Stored items:
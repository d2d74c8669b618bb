//! STDIO transport implementation.
//!
//! Standard input/output transport for MCP - the default and recommended mode.
//! Logs go to stderr so stdout carries only protocol messages.

use rmcp::ServiceExt;
use tracing::info;

use super::{TransportError, TransportResult};
use crate::core::McpServer;

/// STDIO transport handler.
pub struct StdioTransport;

impl StdioTransport {
    /// Serve one session on stdin/stdout until the client disconnects.
    pub async fn run(server: McpServer) -> TransportResult<()> {
        info!("Ready - communicating via stdin/stdout");

        let service = server
            .serve(rmcp::transport::stdio())
            .await
            .map_err(|e| TransportError::init(e.to_string()))?;

        service
            .waiting()
            .await
            .map_err(|e| TransportError::service(e.to_string()))?;

        info!("STDIO transport finished");
        Ok(())
    }
}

> **Action item**
All lines from the one with "use crate::core::McpServer;" to the end of the entries above are to be written out exactly, the first and last included.

> **Final answer**
use crate::core::McpServer;

/// STDIO transport handler.
pub struct StdioTransport;

impl StdioTransport {
    /// Serve one session on stdin/stdout until the client disconnects.
    pub async fn run(server: McpServer) -> TransportResult<()> {
        info!("Ready - communicating via stdin/stdout");

        let service = server
            .serve(rmcp::transport::stdio())
            .await
            .map_err(|e| TransportError::init(e.to_string()))?;

        service
            .waiting()
            .await
            .map_err(|e| TransportError::service(e.to_string()))?;

        info!("STDIO transport finished");
        Ok(())
    }
}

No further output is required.